The sample design for the 2015-16 TDHS-MIS was done in two stages and was intended to provide
estimates for the entire country, for urban and rural areas in Tanzania Mainland, and for Zanzibar. The first stage involved selecting sample points (clusters), consisting of enumeration areas (EAs) delineated for the 2012 Tanzania Population and Housing Census. A total of 608 clusters were selected. In the second stage, a systematic selection of households was involved. A complete households listing was carried out for all 608 selected clusters prior to the fieldwork. From the list, 22 households were then systematically selected from each cluster, yielding a representative probability sample of 13,360 households for the 2015-16 TDHS-MIS. All women age 15-49 who were either usual residents or visitors in the household on the night before the survey were included in the 2015-16 TDHS-MIS and were eligible to be interviewed. Out of a total of 13,360 households selected for the 2015-16 TDHS, 12,767 were occupied. Of the occupied households, 12,563 were successfully interviewed, yielding a response rate of 98%. In the interviewed households, 13,634 eligible women were identified for individual interviews; interviews were completed with 13,266 women, yielding a response rate of 97%.

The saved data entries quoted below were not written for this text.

pub mod api;
pub mod features;
pub mod shared;

use std::sync::Arc;

use axum::Router;
use sigpool_core::BootstrapTemplate;
use sigpool_providers::{ComputeRepository, MatchmakerService, NotifierService, SessionQueueRepository};

use crate::api::ApiState;
use crate::features::capacity_table::repo::CapacityTableRepository;
use crate::features::capacity_table::service::CapacityTableService;
use crate::features::dispatch::controller::DispatchController;
use crate::features::dispatch::service::DispatchLoop;
use crate::features::observability::controller::ObservabilityController;
use crate::features::provisioning::controller::{ProvisionController, SpawningProvisionTrigger};
use crate::features::provisioning::service::{InstanceProvisioner, ProvisionerSettings};
use crate::shared::config::ControlPlaneConfig;
use crate::shared::error::ControlPlaneResult;

/// External services the control plane is wired to, built once per process.
pub struct Collaborators {
    pub queue: Arc<dyn SessionQueueRepository>,
    pub matchmaker: Arc<MatchmakerService>,
    pub notifier: Arc<NotifierService>,
    pub compute: Arc<dyn ComputeRepository>,
    pub slots: Arc<dyn CapacityTableRepository>,
}

/// Fully wired control plane: dispatch loop, provisioner and capacity table.
pub struct ControlPlane {
    pub capacity: Arc<CapacityTableService>,
    pub provision: Arc<ProvisionController>,
    pub dispatch: Arc<DispatchController>,
    pub queue: Arc<dyn SessionQueueRepository>,
    pub observability: Arc<ObservabilityController>,
}

impl ControlPlane {
    pub fn assemble(
        config: &ControlPlaneConfig,
        bootstrap: BootstrapTemplate,
        collaborators: Collaborators,
    ) -> ControlPlaneResult<Self> {
        let observability = ObservabilityController::with_registry()?;
        let capacity = Arc::new(CapacityTableService::new(collaborators.slots));

        let settings = ProvisionerSettings {
            concurrency_limit: config.concurrency_limit,
            placement_candidates: config.placement_candidates.clone(),
            launch_template: config.launch_template.clone(),
            bootstrap,
            matchmaker_address: config.matchmaker_address.clone(),
            application_tag: config.application_tag.clone(),
            instance_name: config.instance_name.clone(),
            readiness: config.readiness,
            binding_mode: config.binding_mode,
        };
        let provisioner = Arc::new(InstanceProvisioner::new(
            collaborators.compute,
            capacity.clone(),
            settings,
        )?);
        let provision = Arc::new(ProvisionController::new(
            provisioner,
            observability.clone(),
        ));

        let dispatch_loop = Arc::new(DispatchLoop::new(
            collaborators.queue.clone(),
            collaborators.matchmaker,
            collaborators.notifier,
            Arc::new(SpawningProvisionTrigger::new(provision.clone())),
            observability.clone(),
            config.dispatch,
        ));
        let dispatch = Arc::new(DispatchController::new(
            dispatch_loop,
            observability.clone(),
            config.dispatch_interval,
        ));

        Ok(Self {
            capacity,
            provision,
            dispatch,
            queue: collaborators.queue,
            observability,
        })
    }

    pub fn router(&self) -> Router {
        api::router(ApiState {
            dispatch: self.dispatch.clone(),
            provision: self.provision.clone(),
            queue: self.queue.clone(),
            capacity: self.capacity.clone(),
            observability: self.observability.clone(),
        })
    }
}

#[cfg(test)]
mod tests {
    use super::*;
    use crate::features::capacity_table::repo::InMemoryCapacityTableRepository;
    use crate::features::dispatch::service::tests::{reply, ScriptedMatchmaker};
    use axum::body::{to_bytes, Body};
    use axum::http::{Request, StatusCode};
    use serde_json::{json, Value};
    use sigpool_core::{CapacitySlot, Result as CoreResult};
    use sigpool_providers::features::matchmaker::repo::MatchmakerResponse;
    use sigpool_providers::{
        InMemoryNotifierRepository, InMemorySessionQueue, NotificationTarget,
        SimulatedComputeRepository,
    };
    use std::collections::HashMap;
    use std::time::Duration;
    use tower::ServiceExt;

    struct TestPlane {
        plane: ControlPlane,
        queue: InMemorySessionQueue,
        notifier: InMemoryNotifierRepository,
        compute: SimulatedComputeRepository,
    }

    fn test_config(extra: &[(&str, &str)]) -> ControlPlaneConfig {
        let mut env: HashMap<String, String> = HashMap::from([
            ("MATCHMAKER_URL".to_string(), "http://matchmaker/signallingserver".to_string()),
            ("MATCHMAKER_ADDRESS".to_string(), "10.9.9.9".to_string()),
            ("CONCURRENCY_LIMIT".to_string(), "2".to_string()),
            ("QUEUE_WAIT_SECS".to_string(), "0".to_string()),
        ]);
        for (key, value) in extra {
            env.insert(key.to_string(), value.to_string());
        }
        ControlPlaneConfig::from_lookup(|key| env.get(key).cloned()).unwrap()
    }

    fn test_plane(
        replies: Vec<CoreResult<MatchmakerResponse>>,
        compute: SimulatedComputeRepository,
    ) -> TestPlane {
        let config = test_config(&[]);
        let queue = InMemorySessionQueue::new(config.queue_visibility_timeout);
        let notifier = InMemoryNotifierRepository::new();
        let plane = ControlPlane::assemble(
            &config,
            BootstrapTemplate::default(),
            Collaborators {
                queue: Arc::new(queue.clone()),
                matchmaker: Arc::new(MatchmakerService::new(
                    Arc::new(ScriptedMatchmaker::new(replies)),
                    config.matchmaker_url.clone(),
                    "secret",
                )),
                notifier: Arc::new(NotifierService::new(Arc::new(notifier.clone()))),
                compute: Arc::new(compute.clone()),
                slots: Arc::new(InMemoryCapacityTableRepository::new()),
            },
        )
        .unwrap();
        TestPlane {
            plane,
            queue,
            notifier,
            compute,
        }
    }

    async fn call(router: Router, method: &str, uri: &str, body: Option<Value>) -> (StatusCode, Vec<u8>) {
        let request = Request::builder()
            .method(method)
            .uri(uri)
            .header("content-type", "application/json")
            .body(match body {
                Some(body) => Body::from(body.to_string()),
                None => Body::empty(),
            })
            .unwrap();
        let response = router.oneshot(request).await.unwrap();
        let status = response.status();
        let bytes = to_bytes(response.into_body(), usize::MAX).await.unwrap();
        (status, bytes.to_vec())
    }

    fn json_body(bytes: &[u8]) -> Value {
        serde_json::from_slice(bytes).unwrap()
    }

    #[tokio::test(start_paused = true)]
    async fn test_unavailable_request_provisions_and_is_matched_later() {
        let t = test_plane(
            vec![reply(400, "no servers"), reply(200, r#"{"server":"10.0.0.5"}"#)],
            SimulatedComputeRepository::new(Some(1)),
        );
        t.plane
            .capacity
            .seed(vec![CapacitySlot::new("s1", "rule-1", "/s1")], false)
            .await
            .unwrap();

        let (status, _) = call(
            t.plane.router(),
            "POST",
            "/v1/queue",
            Some(json!({"requestId": "r1", "connectionId": "c1", "body": {"room": "a"}})),
        )
        .await;
        assert_eq!(status, StatusCode::ACCEPTED);

        let (status, body) = call(t.plane.router(), "POST", "/v1/dispatch", None).await;
        assert_eq!(status, StatusCode::OK);
        assert_eq!(json_body(&body)["handled"][0]["disposition"], "provision_triggered");
        assert_eq!(t.queue.len().await, 1);

        // Let the spawned on-demand pass launch, become addressable and bind.
        tokio::time::sleep(Duration::from_secs(5)).await;
        assert_eq!(t.compute.launches().await.len(), 1);
        let slots = t.plane.capacity.list_slots().await.unwrap();
        assert!(!slots[0].is_unassigned());

        tokio::time::advance(Duration::from_secs(30)).await;
        let (status, body) = call(t.plane.router(), "POST", "/v1/dispatch", None).await;
        assert_eq!(status, StatusCode::OK);
        assert_eq!(json_body(&body)["handled"][0]["disposition"], "matched");
        assert_eq!(t.queue.len().await, 0);
        assert_eq!(
            t.notifier.delivered_to(NotificationTarget::SessionDetails),
            vec![json!({
                "requestId": "r1",
                "connectionId": "c1",
                "body": {"room": "a"},
                "server": "10.0.0.5"
            })]
        );
    }

    #[tokio::test]
    async fn test_provision_endpoint_reports_capacity_exceeded() {
        let compute = SimulatedComputeRepository::new(Some(0));
        let t = test_plane(vec![], compute);

        for expected in [StatusCode::OK, StatusCode::OK, StatusCode::CONFLICT] {
            let (status, _) = call(
                t.plane.router(),
                "POST",
                "/v1/provision",
                Some(json!({"mode": "OnDemand"})),
            )
            .await;
            assert_eq!(status, expected);
        }
        assert_eq!(t.compute.launches().await.len(), 2);
    }

    #[tokio::test]
    async fn test_provision_endpoint_rejects_unknown_mode() {
        let t = test_plane(vec![], SimulatedComputeRepository::default());

        let (status, _) = call(
            t.plane.router(),
            "POST",
            "/v1/provision",
            Some(json!({"mode": "Sometimes"})),
        )
        .await;

        assert!(status.is_client_error());
        assert!(t.compute.launches().await.is_empty());
    }

    #[tokio::test]
    async fn test_dispatch_endpoint_surfaces_matchmaker_failure() {
        let t = test_plane(vec![reply(503, "unavailable")], SimulatedComputeRepository::default());
        t.queue
            .send(json!({"requestId": "r1", "connectionId": "c1", "body": {}}).to_string())
            .await
            .unwrap();

        let (status, body) = call(t.plane.router(), "POST", "/v1/dispatch", None).await;

        assert_eq!(status, StatusCode::BAD_GATEWAY);
        assert_eq!(json_body(&body)["error_code"], "MATCHMAKER_ERROR");
        assert_eq!(t.queue.len().await, 1);
    }

    #[tokio::test]
    async fn test_queue_endpoint_rejects_incomplete_request() {
        let t = test_plane(vec![], SimulatedComputeRepository::default());

        let (status, _) = call(
            t.plane.router(),
            "POST",
            "/v1/queue",
            Some(json!({"requestId": "r1"})),
        )
        .await;

        assert!(status.is_client_error());
        assert_eq!(t.queue.len().await, 0);
    }

    #[tokio::test]
    async fn test_slots_health_and_metrics_endpoints() {
        let t = test_plane(vec![], SimulatedComputeRepository::default());
        t.plane
            .capacity
            .seed(vec![CapacitySlot::new("s1", "rule-1", "/s1")], false)
            .await
            .unwrap();

        let (status, body) = call(t.plane.router(), "GET", "/v1/slots", None).await;
        assert_eq!(status, StatusCode::OK);
        assert_eq!(json_body(&body)[0]["slotKey"], "s1");
        assert_eq!(json_body(&body)[0]["instanceId"], "");

        let (status, body) = call(t.plane.router(), "GET", "/healthz", None).await;
        assert_eq!(status, StatusCode::OK);
        assert_eq!(json_body(&body)["status"], "ok");

        let (status, body) = call(t.plane.router(), "GET", "/metrics", None).await;
        assert_eq!(status, StatusCode::OK);
        let text = String::from_utf8(body).unwrap();
        assert!(text.contains("sigpool_api_request_total"));
        assert!(text.contains("endpoint=\"slots\""));
    }
}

Four questionnaires based on the DHS program’s standard were used for the 2015-16 TDHS-MIS: The Household Questionnaire, the Woman’s Questionnaire, the Man’s Questionnaire, and the Biomarker Questionnaire. In particular, the Woman’s Questionnaire was used to collect information from all eligible women age 15-49. The information collected includes background characteristics, birth history and childhood mortality, knowledge and use of family planning methods, fertility preferences, antenatal, delivery, and postnatal care, breastfeeding and infant feeding practices, vaccinations and childhood illnesses, marriage and sexual activity, women’s work and husbands’ background characteristics, adult mortality, including maternal mortality, malaria, domestic violence, and other health issues
Study population and data extraction
For the present analysis, a subset of the original TDHS-MIS dataset was abstracted using the following criteria: women of reproductive age (15-49 years) who gave birth within the year preceding the survey. The individual recodes (TZIR7BFL) file was used. The final sample size for this analysis resulted into 2,286 women. We then dropped unnecessary variables to this study from the data file.
Study variables
Through a literature review, a conceptual framework was developed to guide the data review. The conceptual framework defined the primary independent variables (socio-demographic and obstetric characteristics of a woman), the intermediate variable (antenatal services utilization, coded 1 for adequate antenatal services utilization [four or more antenatal care visits] and coded 0 for inadequate antenatal services utilization [less than four antenatal care visits]), and the original outcome variable (place of delivery, later dichotomized into a dummy variable coded 1 if a woman delivered outside of a health facility, such as home or TBA premises, and 0 if she delivered at health facility).
Data analysis
Data were analyzed using Statistical Package for Social Sciences (IBM SPSS version 20). Data analysis started by describing all study variables using frequencies and percentages. We then assessed the association between dependent variables and independent variables using the chi-squared test, and finally, we performed binary logistic regression analysis (univariate and multivariate) to determine significant predictors of the choice of place of delivery. All analyses were based on a 5% level of significance.